ANNA — As trees bloom and warmer temperatures infiltrate the forecast, people who would normally be gathering on the bleachers to support their local spring sports teams are forced to remain in social isolation. These quarantine measures have been taken to prevent the spread of the COVID-19 coronavirus disease.
The first COVID-19 case in Shelby County was reported by the Sidney-Shelby County Health Dept. on March 25, and the total number of cases have risen since then. In one way or another, people of all ages and situations have been affected by the disease.
Ian Bollheimer, a senior at Anna High School, was preparing for his final high school track and field season when the virus caused officials to send students home to continue school work from behind a screen.
Bollheimer understands these measures are being taken to slow the virus’ spread and save lives, but was upset at first to have gotten a taste of track season from practices and then have it taken away. The empty track this Spring is not the only disappointing part of his senior year, however.
“The experience I think I will miss the most is just my last days of being a high school kid,” Bollheimer said. “Just being able to go to school, walk the halls to each class and socialize with my classmates is something I miss a lot.”
On the bright side, Bollheimer said the quarantine has taught him to manage his time efficiently between family, school work and training for a potential track season if students are to return to school May 1st.
Though most students cannot attend school, many people must still go to work. Amy Berning, the Shelby County Auditor, is one of those people.
Her place of work, the Shelby County Annex building, remains open to the public. This means extra precautions are being taken amongst workers in the building to lessen the threat of the Coronavirus.
Even though normally this time of year brings your typical spring clean for many, places like the Shelby County Annex Building are exceeding just that.
Reduced hours to limit exposure to people have been established and a deputy stands at the front doors to take individuals’ temperatures upon entering the building for good measure. Like most workplaces currently, a full staff is not necessary, but just enough people to provide the essential services. The ones who are present though, are constantly disinfecting surfaces, doing what they can to protect themselves and others from the virus.

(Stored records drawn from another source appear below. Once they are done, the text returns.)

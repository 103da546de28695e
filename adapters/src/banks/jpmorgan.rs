//! JPMorgan adapter
//!
//! JSON over mutual TLS. The rendered body is signed with RS256 and the
//! compact token travels as the request body; in mock mode the plain JSON is
//! posted over an ordinary client instead.

use super::{send_timed, timeout_response};
use crate::certificate::{load_pem, CertificateProvider, PemKind};
use crate::config::GatewayConfig;
use crate::connector::BankAdapter;
use crate::metrics::OPERATION_REGISTER;
use crate::signing::JwtSigner;
use crate::template::helpers::{
    cents_to_decimal, doc_type, en_date, extract_numbers, join_space, only_alphabetics,
    only_alphanumerics, only_one_space, remove_all_spaces, today, truncate_only,
};
use crate::template::{ApiMapping, ResponsePattern};
use crate::transport::{ClientIdentity, OutboundRequest, RawResponse, Transport};
use crate::{Error, Result};
use async_trait::async_trait;
use boleto_core::taxonomy::{codes, errors_map};
use boleto_core::{BankNumber, BoletoRequest, BoletoResponse, ErrorsMap, StatusClass, Validator};
use once_cell::sync::OnceCell;
use rust_decimal::prelude::ToPrimitive;
use serde_json::{json, Value};
use std::sync::Arc;
use std::time::Duration;
use tracing::{error, info};

const BANK_NAME: &str = "JPMorgan";

const REGISTER_METRIC: &str = "jpmorgan-register-boleto";

/// JPMorgan only issues mercantile duplicates
pub const BOLETO_TYPE: (&str, &str) = ("DM", "02");

/// Width of the our number returned to clients
pub const OUR_NUMBER_WIDTH: usize = 12;

const ENCRYPT_ERROR: &str = "Encript error";

const INTERNAL_ERROR: &str = "Internal Error";

const MAPPING: ApiMapping = ApiMapping {
    code_as_message: &["{}", "Error"],
    join_details: true,
    our_number_width: Some(OUR_NUMBER_WIDTH),
};

const SUCCESS: ResponsePattern = ResponsePattern::Json(
    r#"{
        "resposta": {
            "numCodBarras": "{{barCodeNumber}}",
            "identdNossoNum": "{{ourNumber}}",
            "linhaDigitavel": "{{digitableLine}}"
        }
    }"#,
);

const SERVICE_MESSAGE: ResponsePattern =
    ResponsePattern::Xml(&[("Status", "messageError"), ("Reason", "errorCode")]);

const ERROR_JSON: ResponsePattern = ResponsePattern::Json(
    r#"{
        "errorCode": "{{errorCode}}",
        "errorMsg": "{{messageError}}",
        "resposta": "{{messageDetails}}"
    }"#,
);

const ERROR_LIST: ResponsePattern = ResponsePattern::Json(
    r#"{
        "errors": [{
            "errorCode": "{{errorCode}}",
            "errorMsg": "{{messageError}}",
            "resposta": "{{messageDetails}}"
        }]
    }"#,
);

const BOLETO_ERROR: ResponsePattern = ResponsePattern::Json(
    r#"{
        "numCodRetorno": "{{errorCode}}",
        "mensagem": "{{messageError}}",
        "resposta": "{{messageDetails}}"
    }"#,
);

fn jpmorgan_errors() -> ErrorsMap {
    errors_map(&[
        ("BOL-1", StatusClass::BadGateway),
        ("BOL-2", StatusClass::BadRequest),
        ("BOL-3", StatusClass::BadRequest),
        ("BOL-4", StatusClass::BadRequest),
        ("BOL-5", StatusClass::BadRequest),
        ("BOL-7", StatusClass::BadRequest),
        ("BOL-144", StatusClass::BadRequest),
        ("GCA-001", StatusClass::BadGateway),
        ("GCA-003", StatusClass::BadGateway),
        ("GCA-111", StatusClass::BadRequest),
        ("Signature Verification Failure", StatusClass::InternalServerError),
        ("Authentication Failure", StatusClass::InternalServerError),
        ("Internal Error - Contact Service Provider", StatusClass::BadGateway),
    ])
}

fn to_uint(value: &str) -> u64 {
    value.trim().parse().unwrap_or(0)
}

fn payer_text(value: &str, max: usize) -> String {
    truncate_only(&only_alphanumerics(&only_one_space(value)), max)
}

/// JSON body for a request already resolved to the DM boleto type
pub fn render_request(request: &BoletoRequest) -> Value {
    let address = &request.buyer.address;
    let street = join_space(&[
        address.street.as_str(),
        address.number.as_str(),
        address.complement.as_str(),
    ]);
    let amount = cents_to_decimal(request.title.amount_in_cents)
        .to_f64()
        .unwrap_or_default();

    json!({
        "clienteBeneficiario": {
            "cnpjCpfBenfcrioOr": to_uint(&request.recipient.document.number),
            "codAgencia": to_uint(&request.agreement.agency),
            "codBanco": request.bank_number.code(),
            "codCartTit": 1,
            "codContaCorrente": to_uint(&request.agreement.account),
            "tpPessoaBenfcrioOr": doc_type(&request.recipient.document),
            "txtInfCliCed": truncate_only(&request.recipient.name, 80)
        },
        "sacadoOuPagador": {
            "bairroPagdr": payer_text(&address.district, 15),
            "cepPagdr": to_uint(&extract_numbers(&address.zip_code)),
            "cidPagdr": payer_text(&address.city, 15),
            "cnpjCpfPagdr": to_uint(&request.buyer.document.number),
            "logradPagdr": payer_text(&street, 40),
            "nomRzSocPagdr": payer_text(&request.buyer.name, 40),
            "tpPessoaPagdr": doc_type(&request.buyer.document),
            "ufPagdr": truncate_only(&only_alphabetics(&remove_all_spaces(&address.state_code)), 2)
        },
        "titulo": {
            "numDocTit": request.title.document_number,
            "dtVencTit": en_date(request.title.expire_date, "-"),
            "vlrTit": amount,
            "codEspTit": to_uint(&request.title.boleto_type_code),
            "dtEmsTit": en_date(today(), "-"),
            "vlrAbattTit": 0,
            "tpCodPrott": 3,
            "qtdDiaPrott": 0,
            "codMoedaCnab": 9
        },
        "juros": {
            "codJurosTit": 3
        },
        "descontos": {
            "codDesctTit": 0
        }
    })
}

The fear provoked by the coronavirus causing business shutdowns and people being primarily confined to their homes means less spending. About a third of the revenue received by the county is sales tax, which is projected to decrease. Most of the other revenue sources are expected to come up short as well for awhile.
With the economy down-spiraling, the commissioners have made the decision to cut county workers’ wages by 10%. Berning understands this decision, but she cannot help but feel conflicted about pay cuts to the employees.
“People have a lot to deal with right now. Some have a spouse who has been laid off, some have young kids at home, some may be having Coronavirus symptoms,” Berning said. “I would like to see the county take all possible measures to balance the budget while keeping employees wages as whole as possible.”
With all of the difficult decisions being made, she believes we will not know until this pandemic passes if every decision was for the best.
“I think it’s such unchartered waters, that everybody, from the governor on down, just seems like they don’t know how conservative to be. They’re really concerned about how long this is going to stretch on,” Berning said.
One thing is for sure though, that the majority of people hope summer brings more than just warmer temperatures and that the quarantine can be safely lifted as soon as possible.